“Montana isn’t just where I live,” says Drew McManus of Satsang. “It’s my heart and soul.”
On All. Right. Now., the extraordinary new album by Satsang and the band’s debut release for venerated indie label SideOneDummy, it’s also his muse. Written and recorded during an extended hiatus from the road, the album finds McManus reconnecting with his Montana roots and exploring a whole new palette of sounds and textures. He draws on the classic country his mother listened to and modern Americana to forge a joyful, rustic collection about letting go and living in the moment.
McManus, who moved to Red Lodge just over 10 years ago, rented out a barn in the Paradise Valley south of Livingston and converted it into a studio for the whirlwind recording session. He wanted his far-flung bandmates – bassist Karl Roth, drummer Ben Teters, and guitarist Stefan Kallander – to experience life in Montana for themselves and draw from the same well of inspiration.
“I told them that I wanted the record to play like an audio map of this place that I love so much,” he explains. “I wanted to make a soundscape for Montana.”
Although the COVID shutdown had passed when Satsang met in September, “there were definitely still high pandemic vibes where all my guys live,” says McManus. “They are all in major cities, so their communities were kind of a shell of what they were.”
In Montana, “a mountain is still a mountain and a river is still a river. So the solitude is the name of the game here always.”
That sense of silence and space permeates the new album. “When I flew the guys out to Paradise Valley, it was just us on the property – no outside influences. We just dove in. You can feel the landscape and solitude in the record for sure.”
Singer-songwriter Trevor Hall makes a cameo on the song “This Place,” and the music video by the same name. The tune celebrates “that ethereal place that we can tap into through music,” says McManus. “It’s not here or there – it’s past that … The only brother I would have had sing on something this deep is Trevor. He is a true sage.”
McManus produced the album himself, and while the songs here are certainly honest and deeply personal, they’re written in a spiritual language that taps into something far more universal, something inherent in the human condition that binds us on a shared journey to find ourselves and our place in this world.
The performances and arrangements are broad and spacious to match, reflecting the wide-open fields and soaring mountains that surrounded the band. The result is a lush, organic collection fueled by acoustic guitars, fiddle, and pedal steel. The warm, inviting record hints at everything from Uncle Tupelo and The Jayhawks to Gregory Alan Isakov and The Head and the Heart as it meditates on the power – and the pull – of home.
Though McManus was born in Montana, he actually spent much of his formative years in Des Moines and Chicago.
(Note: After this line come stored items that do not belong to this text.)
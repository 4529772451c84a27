//! Error handling for VersoDB.
//!
//! This module provides the unified error type and result alias used
//! across all VersoDB components.

use std::io;
use thiserror::Error;

use crate::types::PageKey;

/// Result type alias for VersoDB operations.
pub type VersoResult<T> = Result<T, VersoError>;

/// Errors that can occur in the page-reconstruction engine.
///
/// Invariant violations and capacity overruns indicate internal bugs and
/// abort the enclosing transaction; I/O and codec errors from the
/// persistent tier are propagated verbatim, never retried.
#[derive(Debug, Error)]
pub enum VersoError {
    /// A strategy or cache precondition did not hold.
    #[error("invariant violation: {reason}")]
    InvariantViolation {
        /// What was expected and what was found.
        reason: String,
    },

    /// An insert would push a page past its fixed entry capacity.
    #[error("page {page_key} exceeds its capacity of {capacity} entries")]
    CapacityExceeded {
        /// Page the insert targeted.
        page_key: PageKey,
        /// The fixed per-page entry capacity.
        capacity: usize,
    },

    /// I/O error from the persistent tier.
    #[error("storage I/O error: {source}")]
    Io {
        /// The underlying I/O error.
        #[from]
        source: io::Error,
    },

    /// Encoding a value for the persistent tier failed.
    #[error("failed to serialize: {reason}")]
    Serialization {
        /// Codec failure detail.
        reason: String,
    },

    /// Decoding a value from the persistent tier failed.
    #[error("failed to deserialize: {reason}")]
    Deserialization {
        /// Codec failure detail.
        reason: String,
    },

    /// Operation on a cache or log that was already closed.
    #[error("cache is closed")]
    Closed,
}

impl VersoError {
    /// Creates an invariant-violation error.
    pub fn invariant(reason: impl Into<String>) -> Self {
        Self::InvariantViolation {
            reason: reason.into(),
        }
    }

    /// Creates a capacity-exceeded error.
    pub fn capacity_exceeded(page_key: PageKey, capacity: usize) -> Self {
        Self::CapacityExceeded { page_key, capacity }
    }

    /// Creates a serialization error.
    pub fn serialization(reason: impl Into<String>) -> Self {
        Self::Serialization {
            reason: reason.into(),
        }
    }

    /// Creates a deserialization error.
    pub fn deserialization(reason: impl Into<String>) -> Self {
        Self::Deserialization {
            reason: reason.into(),
        }
    }

    /// Returns true if this error indicates an internal bug rather than an
    /// environmental failure.
    pub fn is_internal(&self) -> bool {
        matches!(
            self,
            Self::InvariantViolation { .. } | Self::CapacityExceeded { .. }
        )
    }
}

#[cfg(test)]
mod tests {
    use super::*;

    #[test]
    fn test_error_creation() {
        let err = VersoError::invariant("expected a single fragment");
        assert!(err.is_internal());

        let err = VersoError::capacity_exceeded(PageKey::new(7), 512);
        assert!(err.is_internal());
        let msg = format!("{}", err);
        assert!(msg.contains('7'));
        assert!(msg.contains("512"));
    }

    #[test]
    fn test_io_error_conversion() {
        let io_err = io::Error::new(io::ErrorKind::NotFound, "file not found");
        let err: VersoError = io_err.into();
        assert!(matches!(err, VersoError::Io { .. }));
        assert!(!err.is_internal());
    }
}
His childhood was troubled, marked by physical abuse at home and a nose for trouble on the rough streets that surrounded him. By his late teens, he was struggling with alcohol and drug addiction.
After returning to Montana, where his biological father worked at a rehab center, he got clean and sober, married the woman of his dreams, and launched Satsang in 2016 with the band’s debut, The Story Of You.
Steeped in reggae, hip-hop and world music, the album was an uplifting affirmation that connected with fans around the globe, racking up roughly 15 millions streams on Spotify alone. McManus and his bandmates returned a year later with their similarly successful sophomore effort, Pyramid(s), which hit #1 on the Billboard Reggae Chart and #2 on iTunes. They pushed their sound even further with 2019’s Kulture, which incorporated a wider swath of influences from Motown to Tom Petty.
Relentless road warriors, Satsang built a devoted following one night at a time, sharing stages with the likes of Michael Franti & Spearhead and Nahko and Medicine for the People as they worked their way up from bars and clubs to massive festivals.
Satsang shares the stage with Franti and Spearhead again June 4-6, with concerts at the Gerald Ford Amphitheatre in Vail, CO, and three shows at Red Rocks in Morrison. They play the Mishawaka Amphitheatre in Bellvue, CO, June 9-10, before heading home for two sold-out shows at Red Lodge Ales. Mid-summer and early fall find the band on the East Coast and Midwest.
“We are all just really excited to play music together and be together again,” McManus says. “We haven’t all been together since making the album in September of last year, so we’re just pumped to connect and do what we do.”
McManus learned the word satsang during a month-long backpacking trek in Nepal. He says it translates to “in the company of truth” but can also mean “to have a sacred gathering to assimilate truth.”
“In our case, that’s the music,” he says. “I try to only write from that heart space. The head is the office, and the heart is our home. With music, it’s best to work from home.”
As to the challenges he’s faced along the way, “When you’re dealt a tough hand, you can either get bitter or you can get better,” he says. “You can blame your upbringing for everything and complain about what happened to you, or you can choose to believe that everything happened for you, to step into your power and become the person you want to be.”
In Montana, that’s precisely what McManus has done, turning his dreams into reality in a place that, some days, feels more like Heaven than Earth.
“My wife, my kids, Montana, they’re all one thing to me now,” says McManus. “They’re home.”
The new album is available June 4 on SideOneDummy.